The NPRM, titled “Increased Credit or Deduction Amounts for Satisfying Certain Prevailing Wage and Registered Apprenticeship Requirements,” was published in the Federal Register on August 30, 2023. Prior to this, the IRS had announced the NPRM and issued FAQs on the IRA’s prevailing wage and apprenticeship compliance requirements. The Treasury Department explained that the guidance in the NPRM marks the end of the first phase of implementation of the IRA’s clean energy provisions.

The IRA incorporates prevailing wage requirements from the Davis-Bacon Act (DBA) and extends those requirements to private businesses seeking enhanced tax credits. The proposed rule aims to clarify the implementation of these requirements in several areas, such as applicable wage determinations, enforcement and penalty provisions, and waivers of penalties through the use of PLAs. While businesses can claim enhanced tax credits for projects dating back to January 1, 2023, key aspects of implementation remained unclear until the publication of the NPRM. The proposed rule will help employers understand the IRS’s approach to compliance, enabling them to successfully claim the valuable tax credits.

One important provision clarified in the proposed rule is the determination of applicable wage rates for qualifying projects. The rule states that the wage determination in effect for the specified type of construction in the geographic area at the start of the project remains valid for the duration of the work. However, this may conflict with the U.S. Department of Labor’s recent final rule, which requires government contractors to incorporate updated wage determinations more frequently.
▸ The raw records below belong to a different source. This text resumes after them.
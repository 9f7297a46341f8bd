use std::io::Read;
use std::process::{Command, Stdio};
use std::thread;
use std::time::Duration;
use tracing::{debug, warn};
use wait_timeout::ChildExt;

use crate::config::Settings;
use crate::error::{Result, SyncError};

/// Seam for every external CLI call. Returns stdout on success.
pub trait CommandRunner {
    fn run(&self, program: &str, args: &[String]) -> Result<String>;
}

impl<F> CommandRunner for F
where
    F: Fn(&str, &[String]) -> Result<String>,
{
    fn run(&self, program: &str, args: &[String]) -> Result<String> {
        self(program, args)
    }
}

/// Runs real processes, killing them once `timeout` elapses.
#[derive(Debug, Clone)]
pub struct SystemRunner {
    timeout: Duration,
}

impl SystemRunner {
    pub fn new(timeout: Duration) -> Self {
        Self { timeout }
    }
}

fn drain<R: Read + Send + 'static>(pipe: Option<R>) -> thread::JoinHandle<String> {
    thread::spawn(move || {
        let mut buf = Vec::new();
        if let Some(mut p) = pipe {
            let _ = p.read_to_end(&mut buf);
        }
        String::from_utf8_lossy(&buf).into_owned()
    })
}

impl CommandRunner for SystemRunner {
    fn run(&self, program: &str, args: &[String]) -> Result<String> {
        let mut child = Command::new(program)
            .args(args)
            .stdin(Stdio::null())
            .stdout(Stdio::piped())
            .stderr(Stdio::piped())
            .spawn()
            .map_err(|source| SyncError::Spawn { program: program.to_string(), source })?;

        // Pipes are drained concurrently so a chatty child never blocks on a full buffer.
        let stdout = drain(child.stdout.take());
        let stderr = drain(child.stderr.take());

        let status = match child.wait_timeout(self.timeout)? {
            Some(status) => status,
            None => {
                let _ = child.kill();
                let _ = child.wait();
                warn!(program, secs = self.timeout.as_secs(), "command timed out");
                return Err(SyncError::CommandTimeout {
                    program: program.to_string(),
                    secs: self.timeout.as_secs(),
                });
            }
        };

        let out = stdout.join().unwrap_or_default();
        let err = stderr.join().unwrap_or_default();
        debug!(program, %status, stdout_len = out.len(), "command finished");

        if !status.success() {
            return Err(SyncError::CommandFailed {
                program: program.to_string(),
                status: status.to_string(),
                stderr: err.trim().to_string(),
            });
        }
        Ok(out)
    }
}

/// The AWS CLI, with profile/region applied to every call.
pub struct AwsCli {
    runner: Box<dyn CommandRunner>,
    binary: String,
    profile: Option<String>,
    region: Option<String>,
}

impl AwsCli {
    pub fn new(runner: Box<dyn CommandRunner>, settings: &Settings) -> Self {
        Self {
            runner,
            binary: settings.aws_binary.clone(),
            profile: settings.aws_profile.clone(),
            region: settings.aws_region.clone(),
        }
    }

    pub fn call(&self, args: &[&str]) -> Result<String> {
        let mut full: Vec<String> = args.iter().map(|a| a.to_string()).collect();
        if let Some(p) = &self.profile {
            full.push("--profile".to_string());
            full.push(p.clone());
        }
        if let Some(r) = &self.region {
            full.push("--region".to_string());
            full.push(r.clone());
        }
        debug!(binary = %self.binary, args = ?full, "aws call");
        self.runner.run(&self.binary, &full)
    }
}
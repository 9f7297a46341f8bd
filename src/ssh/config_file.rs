//! Line scanner for `~/.ssh/config`: lists `Host` aliases and rewrites the
//! `HostName` of one block in place. Anything else in the file is opaque.

use std::ffi::OsString;
use std::fs::{self, File, FileTimes};
use std::io;
use std::path::{Path, PathBuf};
use tracing::{debug, info, instrument, warn};

use crate::error::{Result, SyncError};

const HOST_PREFIX: &str = "Host ";
const HOST_NAME_PREFIX: &str = "HostName ";

/// Alias declared by a `Host` line, if the line is one.
fn host_decl(line: &str) -> Option<&str> {
    line.trim().strip_prefix(HOST_PREFIX).map(str::trim)
}

/// `Host *`, with or without negated exclusions (`Host * !bastion`).
fn is_catch_all(decl: &str) -> bool {
    decl.split_whitespace().next() == Some("*")
}

/// Aliases of every `Host` line except catch-all ones, in file order.
pub fn parse_host_aliases(text: &str) -> Vec<String> {
    text.lines()
        .filter_map(host_decl)
        .filter(|alias| !alias.is_empty() && !is_catch_all(alias))
        .map(str::to_string)
        .collect()
}

#[derive(Debug, Clone, Copy, PartialEq, Eq)]
enum ScanState {
    Outside,
    Inside,
    Replaced,
}

/// Rewrite the first `HostName` inside `alias`'s block to `addr`.
///
/// Every other byte of `text` (line endings, indentation, comments, other
/// blocks) comes back unchanged.
pub fn replace_host_name(text: &str, alias: &str, addr: &str) -> Result<String> {
    let mut out = String::with_capacity(text.len() + addr.len());
    let mut state = ScanState::Outside;
    let mut seen_alias = false;
    let mut replaced = false;

    for line in text.split_inclusive('\n') {
        if let Some(decl) = host_decl(line) {
            state = if decl == alias {
                seen_alias = true;
                ScanState::Inside
            } else {
                ScanState::Outside
            };
            out.push_str(line);
            continue;
        }

        if state == ScanState::Inside && line.trim_start().starts_with(HOST_NAME_PREFIX) {
            let indent_len = line.len() - line.trim_start().len();
            let ending = line_ending(line);
            out.push_str(&line[..indent_len]);
            out.push_str(HOST_NAME_PREFIX);
            out.push_str(addr);
            out.push_str(ending);
            state = ScanState::Replaced;
            replaced = true;
            continue;
        }

        out.push_str(line);
    }

    if replaced {
        Ok(out)
    } else if seen_alias {
        Err(SyncError::HostNameMissing(alias.to_string()))
    } else {
        Err(SyncError::HostNotFound(alias.to_string()))
    }
}

fn line_ending(line: &str) -> &'static str {
    if line.ends_with("\r\n") {
        "\r\n"
    } else if line.ends_with('\n') {
        "\n"
    } else {
        ""
    }
}

/// `<path>.backup.<YYYYMMDD_HHMMSS>`
pub fn backup_path_for(path: &Path, stamp: &str) -> PathBuf {
    let mut name: OsString = path.as_os_str().to_owned();
    name.push(format!(".backup.{stamp}"));
    PathBuf::from(name)
}

fn now_stamp() -> String {
    chrono::Local::now().format("%Y%m%d_%H%M%S").to_string()
}

/// Handle on the SSH client config file.
#[derive(Debug, Clone)]
pub struct SshConfigFile {
    path: PathBuf,
}

impl SshConfigFile {
    pub fn new(path: impl Into<PathBuf>) -> Self {
        Self { path: path.into() }
    }

    pub fn path(&self) -> &Path {
        &self.path
    }

    pub fn exists(&self) -> bool {
        self.path.is_file()
    }

    /// Host aliases, or an empty list when the file is absent or unreadable.
    pub fn hosts(&self) -> Vec<String> {
        if !self.exists() {
            warn!(path = %self.path.display(), "ssh config not found");
            return Vec::new();
        }
        match fs::read_to_string(&self.path) {
            Ok(text) => {
                let hosts = parse_host_aliases(&text);
                debug!(count = hosts.len(), "hosts parsed");
                hosts
            }
            Err(e) => {
                warn!(path = %self.path.display(), error = %e, "cannot read ssh config");
                Vec::new()
            }
        }
    }

    /// Copy the file next to itself, keeping permissions and timestamps.
    pub fn backup(&self) -> Result<PathBuf> {
        self.backup_stamped(&now_stamp())
    }

    /// Backups are never overwritten: an existing target fails the backup.
    #[instrument(skip(self), fields(path = %self.path.display()))]
    fn backup_stamped(&self, stamp: &str) -> Result<PathBuf> {
        let target = backup_path_for(&self.path, stamp);
        let wrap = |source: io::Error| SyncError::Backup { path: self.path.clone(), source };

        let meta = fs::metadata(&self.path).map_err(wrap)?;
        let mut src = File::open(&self.path).map_err(wrap)?;
        let mut dst = File::options()
            .write(true)
            .create_new(true)
            .open(&target)
            .map_err(wrap)?;

        let mut times = FileTimes::new();
        if let Ok(t) = meta.accessed() {
            times = times.set_accessed(t);
        }
        if let Ok(t) = meta.modified() {
            times = times.set_modified(t);
        }
        let copied = io::copy(&mut src, &mut dst)
            .and_then(|_| dst.set_times(times))
            .and_then(|_| dst.set_permissions(meta.permissions()));
        if let Err(e) = copied {
            drop(dst);
            let _ = fs::remove_file(&target);
            return Err(wrap(e));
        }

        info!(backup = %target.display(), "backup created");
        Ok(target)
    }

    /// Point `alias` at `addr`. A backup is taken first; the file is only
    /// rewritten once the in-memory edit succeeded.
    #[instrument(skip(self), fields(path = %self.path.display()))]
    pub fn update_host(&self, alias: &str, addr: &str) -> Result<PathBuf> {
        self.update_host_stamped(alias, addr, &now_stamp())
    }

    fn update_host_stamped(&self, alias: &str, addr: &str, stamp: &str) -> Result<PathBuf> {
        if !self.exists() {
            return Err(SyncError::ConfigMissing(self.path.clone()));
        }
        let backup = self.backup_stamped(stamp)?;

        let text = fs::read_to_string(&self.path)?;
        let updated = replace_host_name(&text, alias, addr).inspect_err(|e| {
            warn!(error = %e, "no HostName rewritten, file left untouched");
        })?;
        fs::write(&self.path, updated)?;

        info!(alias, addr, "HostName updated");
        Ok(backup)
    }
}
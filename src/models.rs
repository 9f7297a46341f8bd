use serde::{Deserialize, Serialize};

/// One compute instance as reported by `describe-instances`.
#[derive(Debug, Clone, Serialize, Deserialize, PartialEq, Eq)]
pub struct Instance {
    pub id: String,
    /// Absent for stopped instances or private-only ones
    pub public_ip: Option<String>,
    /// Lifecycle state (`running`, `stopped`, ...)
    pub state: String,
    /// Value of the `Name` tag
    pub name: Option<String>,
}

impl Instance {
    pub fn is_running(&self) -> bool {
        self.state == "running"
    }

    /// Running and reachable, i.e. a candidate for a HostName rewrite.
    pub fn is_selectable(&self) -> bool {
        self.is_running() && self.public_ip.is_some()
    }

    pub fn label(&self) -> String {
        format!(
            "{} ({}) - {}",
            self.id,
            or_na(&self.name),
            or_na(&self.public_ip)
        )
    }
}

/// Renders an optional field the way the tables do.
pub fn or_na(v: &Option<String>) -> &str {
    v.as_deref().unwrap_or("N/A")
}

/// What a rule sync is about to change, shown before confirmation.
#[derive(Debug, Clone, PartialEq, Eq)]
pub struct RuleSyncPlan {
    pub rules: Vec<String>,
    /// Single-host range, `<ip>/32`
    pub cidr: String,
}

#[derive(Debug, Clone, Default, PartialEq, Eq)]
pub struct RuleSyncReport {
    pub cidr: String,
    pub updated: Vec<String>,
    /// (rule id, reason)
    pub failed: Vec<(String, String)>,
}

#[derive(Debug, Clone, PartialEq, Eq)]
pub enum RuleSyncOutcome {
    Cancelled,
    NothingToDo,
    Applied(RuleSyncReport),
}

#[derive(Debug, Clone, Copy, PartialEq, Eq)]
pub enum TunnelOutcome {
    /// ssh exited on its own
    Closed,
    /// ssh exited with a non-zero status
    Exited(Option<i32>),
    /// Operator hit Ctrl+C
    Interrupted,
}

#[cfg(test)]
mod tests {
    use super::*;

    fn inst(state: &str, ip: Option<&str>, name: Option<&str>) -> Instance {
        Instance {
            id: "i-0abc".to_string(),
            public_ip: ip.map(str::to_string),
            state: state.to_string(),
            name: name.map(str::to_string),
        }
    }

    #[test]
    fn selectable_requires_running_and_ip() {
        assert!(inst("running", Some("1.2.3.4"), None).is_selectable());
        assert!(!inst("running", None, None).is_selectable());
        assert!(!inst("stopped", Some("1.2.3.4"), None).is_selectable());
    }

    #[test]
    fn label_fills_missing_fields() {
        assert_eq!(
            inst("running", Some("1.2.3.4"), Some("web")).label(),
            "i-0abc (web) - 1.2.3.4"
        );
        assert_eq!(inst("stopped", None, None).label(), "i-0abc (N/A) - N/A");
    }
}
use crossterm::style::Stylize;

pub fn info(msg: impl AsRef<str>) {
    println!("{}", msg.as_ref().blue());
}

pub fn notice(msg: impl AsRef<str>) {
    println!("{}", msg.as_ref().yellow());
}

pub fn success(msg: impl AsRef<str>) {
    println!("{}", msg.as_ref().green());
}

pub fn error(msg: impl AsRef<str>) {
    eprintln!("{}", msg.as_ref().red());
}

pub fn banner() {
    let title = " SSH Config Sync ";
    let rule = "─".repeat(title.chars().count());
    println!("{}", format!("┌{rule}┐").blue());
    println!("{}{}{}", "│".blue(), title.bold().blue(), "│".blue());
    println!("{}", format!("└{rule}┘").blue());
    println!("\nKeep SSH hosts and security group rules in step with your EC2 instances.\n");
}
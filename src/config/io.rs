use std::fs;
use std::path::Path;

use super::Settings;
use super::path::settings_path;
use crate::error::{Result, SyncError};

impl Settings {
    pub fn load_from_str(content: &str) -> Result<Self> {
        toml::from_str(content).map_err(|e| SyncError::Settings(e.to_string()))
    }

    pub fn load_from_file(path: &Path) -> Result<Self> {
        let content = fs::read_to_string(path)?;
        Self::load_from_str(&content)
    }
}

/// How `load_settings` arrived at its result. Logging is not installed yet
/// when settings load, so the caller reports this afterwards.
#[derive(Debug, Clone, PartialEq, Eq)]
pub enum SettingsSource {
    Defaults,
    File,
    Invalid(String),
}

/// Load settings, falling back to defaults when the file is absent or broken.
pub fn load_settings() -> (Settings, SettingsSource) {
    load_settings_from(&settings_path())
}

pub fn load_settings_from(path: &Path) -> (Settings, SettingsSource) {
    if !path.exists() {
        return (Settings::default(), SettingsSource::Defaults);
    }
    match Settings::load_from_file(path) {
        Ok(s) => (s, SettingsSource::File),
        Err(e) => (Settings::default(), SettingsSource::Invalid(e.to_string())),
    }
}
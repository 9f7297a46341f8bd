use serde_json::json;
use tracing::{info, instrument, warn};

use super::runner::AwsCli;
use crate::error::{Result, SyncError};
use crate::models::RuleSyncReport;

pub fn host_cidr(ip: &str) -> String {
    format!("{ip}/32")
}

/// Owning security group of a rule id.
#[instrument(skip(cli))]
pub fn resolve_group_id(cli: &AwsCli, rule_id: &str) -> Result<String> {
    let filter = format!("Name=security-group-rule-id,Values={rule_id}");
    let out = cli.call(&[
        "ec2",
        "describe-security-group-rules",
        "--filters",
        &filter,
        "--query",
        "SecurityGroupRules[0].GroupId",
        "--output",
        "text",
    ])?;
    let group = out.trim();
    if group.is_empty() || group == "None" {
        return Err(SyncError::RuleGroupMissing(rule_id.to_string()));
    }
    Ok(group.to_string())
}

/// JSON payload for `--security-group-rules`.
pub fn rule_payload(rule_id: &str, cidr: &str, description: &str) -> String {
    json!([{
        "SecurityGroupRuleId": rule_id,
        "SecurityGroupRule": {
            "CidrIpv4": cidr,
            "IpProtocol": "-1",
            "Description": description,
        }
    }])
    .to_string()
}

#[instrument(skip(cli, description))]
pub fn modify_rule(cli: &AwsCli, group_id: &str, rule_id: &str, cidr: &str, description: &str) -> Result<()> {
    let payload = rule_payload(rule_id, cidr, description);
    cli.call(&[
        "ec2",
        "modify-security-group-rules",
        "--group-id",
        group_id,
        "--security-group-rules",
        &payload,
    ])?;
    Ok(())
}

/// Point every rule at `cidr`. Each rule stands alone: a failure is recorded
/// and the next rule is still attempted.
pub fn apply_rules(cli: &AwsCli, rules: &[String], cidr: &str, description: &str) -> RuleSyncReport {
    let mut report = RuleSyncReport { cidr: cidr.to_string(), ..Default::default() };
    for rule_id in rules {
        let result = resolve_group_id(cli, rule_id)
            .and_then(|group| modify_rule(cli, &group, rule_id, cidr, description));
        match result {
            Ok(()) => {
                info!(%rule_id, cidr, "rule updated");
                report.updated.push(rule_id.clone());
            }
            Err(e) => {
                warn!(%rule_id, error = %e, "rule update failed");
                report.failed.push((rule_id.clone(), e.to_string()));
            }
        }
    }
    report
}
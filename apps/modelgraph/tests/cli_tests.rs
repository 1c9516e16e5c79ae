//! # CLI Command Tests
//!
//! Drives the command functions against graph files in a temp directory.

use modelgraph::cli::{inspect, load, lookup, partition, store, verify};
use modelgraph_core::{GraphError, Limits, NodeKind, Repository, repository_to_bytes};
use std::path::{Path, PathBuf};
use tempfile::tempdir;

/// `model::Person` with a `name` and an `employer`, plus `model::Firm`.
fn sample_repository() -> Repository {
    let mut repo = Repository::new();
    let class = repo.new_top_level("Class", None, None).expect("class");
    repo.set_classifier(class, class).expect("classify");
    let package = repo
        .new_top_level("Package", Some(class), None)
        .expect("package");
    let property = repo
        .new_top_level("Property", Some(class), None)
        .expect("property");
    repo.new_top_level("String", Some(class), None)
        .expect("string");
    let children = repo.new_node("children", property, None).expect("children");
    let name = repo.new_node("name", property, None).expect("name");
    let employer = repo.new_node("employer", property, None).expect("employer");

    let model = repo
        .new_top_level("model", Some(package), None)
        .expect("model");
    let person = repo.new_node("Person", class, None).expect("person");
    let firm = repo.new_node("Firm", class, None).expect("firm");
    repo.set_property(model, children, vec![person, firm])
        .expect("children");

    let alice = repo.new_primitive(NodeKind::String, "alice").expect("alice");
    repo.set_property(person, name, vec![alice]).expect("name");
    repo.set_property(person, employer, vec![firm]).expect("employer");
    repo
}

fn write_sample(dir: &Path) -> PathBuf {
    let path = dir.join("sample.graph");
    let bytes = repository_to_bytes(&sample_repository()).expect("serialize");
    std::fs::write(&path, bytes).expect("write graph");
    path
}

#[test]
fn inspect_reports_the_header() {
    let temp = tempdir().expect("temp dir");
    let path = write_sample(temp.path());

    let report = inspect(&path, Limits::default()).expect("inspect");
    assert_eq!(report.header.node_count, sample_repository().node_count());
    assert_eq!(report.header.top_level_ids.len(), 5);
    assert_eq!(report.content_hash.len(), 64);
    assert_eq!(report.bytes, std::fs::metadata(&path).expect("meta").len());
}

#[test]
fn inspect_rejects_trailing_bytes() {
    let temp = tempdir().expect("temp dir");
    let path = write_sample(temp.path());
    let mut bytes = std::fs::read(&path).expect("read");
    bytes.push(0);
    std::fs::write(&path, bytes).expect("rewrite");

    let err = inspect(&path, Limits::default()).expect_err("trailing byte");
    assert!(matches!(err, GraphError::SerializationError(_)));
}

#[test]
fn verify_confirms_byte_identical_resave() {
    let temp = tempdir().expect("temp dir");
    let path = write_sample(temp.path());

    let report = verify(&path, Limits::default()).expect("verify");
    assert!(report.identical);
    assert_eq!(report.top_level_count, 5);
}

#[test]
fn limits_from_configuration_are_enforced() {
    let temp = tempdir().expect("temp dir");
    let path = write_sample(temp.path());
    let limits = Limits {
        max_node_count: 2,
        ..Limits::default()
    };

    let err = verify(&path, limits).expect_err("too many nodes");
    assert!(matches!(err, GraphError::LimitExceeded { .. }));
}

#[test]
fn missing_input_is_reported() {
    let temp = tempdir().expect("temp dir");
    let err = verify(&temp.path().join("absent.graph"), Limits::default())
        .expect_err("missing file");
    assert!(matches!(err, GraphError::FileNotFound { .. }));
}

#[test]
fn partition_then_lookup() {
    let temp = tempdir().expect("temp dir");
    let path = write_sample(temp.path());
    let database = temp.path().join("objs.redb");

    let first = partition(&path, &database, Limits::default()).expect("partition");
    assert!(first.written > 0);
    assert_eq!(first.written, first.partitioned);
    assert!(first.classifiers.iter().any(|(name, _)| name == "Class"));

    // A second run finds every record already present.
    let second = partition(&path, &database, Limits::default()).expect("again");
    assert_eq!(second.written, 0);

    let report = lookup(&database, "Class", "model::Person", true).expect("lookup");
    assert_eq!(report.instance.name, "Person");
    assert_eq!(report.references.len(), 1);
    assert_eq!(report.references[0].identifier, "model::Firm");
}

#[test]
fn lookup_of_unknown_id_fails() {
    let temp = tempdir().expect("temp dir");
    let path = write_sample(temp.path());
    let database = temp.path().join("objs.redb");
    partition(&path, &database, Limits::default()).expect("partition");

    let err = lookup(&database, "Class", "model::Nobody", false).expect_err("unknown id");
    assert!(matches!(err, GraphError::InstanceNotFound { .. }));
}

#[test]
fn lookup_needs_an_existing_database() {
    let temp = tempdir().expect("temp dir");
    let err = lookup(&temp.path().join("absent.redb"), "Class", "x", false)
        .expect_err("missing database");
    assert!(matches!(err, GraphError::FileNotFound { .. }));
}

#[test]
fn store_then_load_a_module() {
    let temp = tempdir().expect("temp dir");
    let path = write_sample(temp.path());
    let root = temp.path().join("modules");

    let manifest = store(&path, &root, "sample", Limits::default()).expect("store");
    assert!(manifest.elements.contains(&"model::Person".to_string()));

    let report = load(&root, "sample", Limits::default()).expect("load");
    assert_eq!(report.manifest, manifest);
    assert_eq!(report.node_count, sample_repository().node_count());
    assert_eq!(report.steps.first().map(String::as_str), Some("Reading header"));
    assert_eq!(report.steps.last().map(String::as_str), Some("Done"));
}
//! # Secondary Indexes
//!
//! Lookup structures over graph values, keyed by a derived key.
//!
//! Two families, each in a plain (`&mut self`) and a concurrent (`&self`,
//! `DashMap`-backed) flavour:
//! - [`IdIndex`] / [`ConcurrentIdIndex`]: exactly one value per key
//! - [`Index`] / [`ConcurrentIndex`]: an ordered bag of values per key
//!
//! The key is computed by an [`IndexSpec`]. Any `Fn(&V) -> K` closure is a
//! spec; [`NameSpec`], [`SourceIdSpec`] and [`PropertyValueSpec`] cover the
//! common node keys for anything that borrows as a [`Node`](crate::graph::Node).

mod id_index;
mod multi;
mod spec;

pub use id_index::{ConcurrentIdIndex, IdIndex};
pub use multi::{ConcurrentIndex, Index};
pub use spec::{IndexSpec, NameSpec, PropertyValueSpec, SourceIdSpec};

#[cfg(test)]
#[allow(clippy::unwrap_used)]
mod tests {
    use super::*;
    use crate::graph::{NodeKind, Repository};
    use crate::types::NodeId;
    use std::sync::Arc;

    #[test]
    fn property_value_spec_indexes_arena_nodes() {
        let mut repo = Repository::new();
        let class = repo.new_top_level("Class", None, None).unwrap();
        repo.set_classifier(class, class).unwrap();
        let owner = repo.new_node("owner", class, None).unwrap();
        let alice = repo.new_primitive(NodeKind::String, "alice").unwrap();
        let a = repo.new_node("a", class, None).unwrap();
        let b = repo.new_node("b", class, None).unwrap();
        let c = repo.new_node("c", class, None).unwrap();
        repo.set_property(a, owner, vec![alice]).unwrap();
        repo.set_property(b, owner, vec![alice]).unwrap();

        let nodes: Vec<Arc<_>> = [a, b, c]
            .iter()
            .map(|id| Arc::new(repo.get(*id).unwrap().clone()))
            .collect();
        let index = ConcurrentIndex::with_values(PropertyValueSpec::new("owner"), nodes);

        let owned: Vec<NodeId> = index.get(&Some(alice)).iter().map(|n| n.id).collect();
        assert_eq!(owned, vec![a, b]);
        assert_eq!(index.get(&None).len(), 1);
    }
}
The proposed rule also establishes penalties for non-compliance with prevailing wage and apprenticeship requirements. Businesses can cure non-compliance and claim the enhanced tax credits by paying the affected workers the difference in wages, plus interest, and a penalty to the IRS. Penalties are more severe for intentional disregard of PWA obligations. However, penalties may be waived if the error is corrected within 30 days of becoming aware of non-compliance or when claiming the tax credit, under certain conditions.

An exception to penalties for non-compliance is available if a qualifying PLA is in place for the project. PLAs must meet specific conditions, including binding all contractors and subcontractors, guaranteeing against job disruptions, and paying prevailing wages. Having a PLA does not exempt a business from PWA requirements but may allow them to avoid penalties if they correct wage payment failures promptly.

The NPRM is open for public comment until October 30, 2023. After the comment period, the IRS will review and analyze the comments before publishing the final rule. It is important for employers to be aware of the proposed rule and consider submitting comments or requests for clarification before the deadline. Employers should also seek legal counsel when entering into collective bargaining with labor organizations.

Overall, the proposed rule provides important guidance for businesses seeking to claim enhanced tax credits under the IRA. Understanding and complying with prevailing wage and apprenticeship requirements is crucial to avoid penalties and ensure eligibility for the valuable tax credits.